China is expected to raise interest rates and let its currency appreciate in the coming months as policymakers resort to more aggressive measures to prevent the economy overheating, analysts said.
Moves by the central bank in the past two weeks to rein in a surge in bank lending signalled a policy shift that would help the world's third-largest economy avoid Japan's boom-bust experience of the late 1980s, they said. "I believe we are at the beginning of a new phase of policy tightening – we will see more tightening coming in the next few months," said Peng Wensheng, head of China research at Barclays Capital in Hong Kong.
After repeated calls for banks to moderate their lending activity, the People's Bank of China took action last week, raising the minimum amount of money that banks must keep in reserve for the first time in more than a year.
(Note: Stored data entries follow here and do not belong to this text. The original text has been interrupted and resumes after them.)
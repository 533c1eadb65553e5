use std::path::PathBuf;

#[derive(Debug, thiserror::Error)]
pub enum TablesError {
    #[error("failed to open table file {path:?}: {source}")]
    Io {
        path: PathBuf,
        #[source]
        source: std::io::Error,
    },
}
It has also in recent days raised interest rates on one-year and three-month treasury bills in a bid to curb record lending.
The fiscal tightening moves caught analysts by surprise and came after state media reported banks had extended Y600 billion ($88bn, Dh322.9bn) in loans in the first week of January.
That amount was not far off the combined Y674.6bn in new loans given out in November and December. New loans in China nearly doubled in 2009 from a year previously to Y9.59 trillion, government data showed.
The central bank did not give a reason for its moves but analysts said they showed the government wanted to rein in a credit expansion that has led to concerns over inflation, asset bubbles, bad loans and economic overheating.
"Growth was last year's problem – it is dealing with the consequences of growth and the policies that China successfully reflated the economy with that are the issues for 2010," said Eric Fishwick, a Hong Kong-based economist at CLSA Asia Pacific.
"China no longer needs to have a hyper-stimulatory policy – I would argue that it no longer needs a stimulatory policy, period."
In addition to more bank reserve ratio rise, Beijing is expected to raise interest rates and allow the currency – effectively pegged to the US dollar since mid-2008 – to appreciate in the coming months, analysts said.
"As we have argued for several months now, higher benchmark lending rates and a stronger yuan will need to be part of the package," said Brian Jackson, a Hong Kong-based senior strategist at the Royal Bank of Canada. "We continue to believe that an initial move around the end of the first quarter is likely."
Calyon Credit Agricole agreed, saying in a note that policymakers appeared to have reached "a consensus... on the pace of the monetary tightening and this may open the door to move on the currency sooner rather than later". In the past year China adopted what it called a "moderately loose" monetary policy and embarked on an unprecedented Y4trn spending spree to keep the economy growing amid the global downturn.
It also urged banks to pump up lending, but after the amount of new loans subsequently surged, the government in recent months reversed course and called for "reasonable" lending as inflation fears rose. The consumer price index, a key gauge of inflation, rose in November after an almost year-long bout of deflation. "I've never seen a government stimulate an economy as aggressively as China has done, which means the need for reduction is more than anywhere else," said Fishwick.
"Preemptive policies stand the best chance of working."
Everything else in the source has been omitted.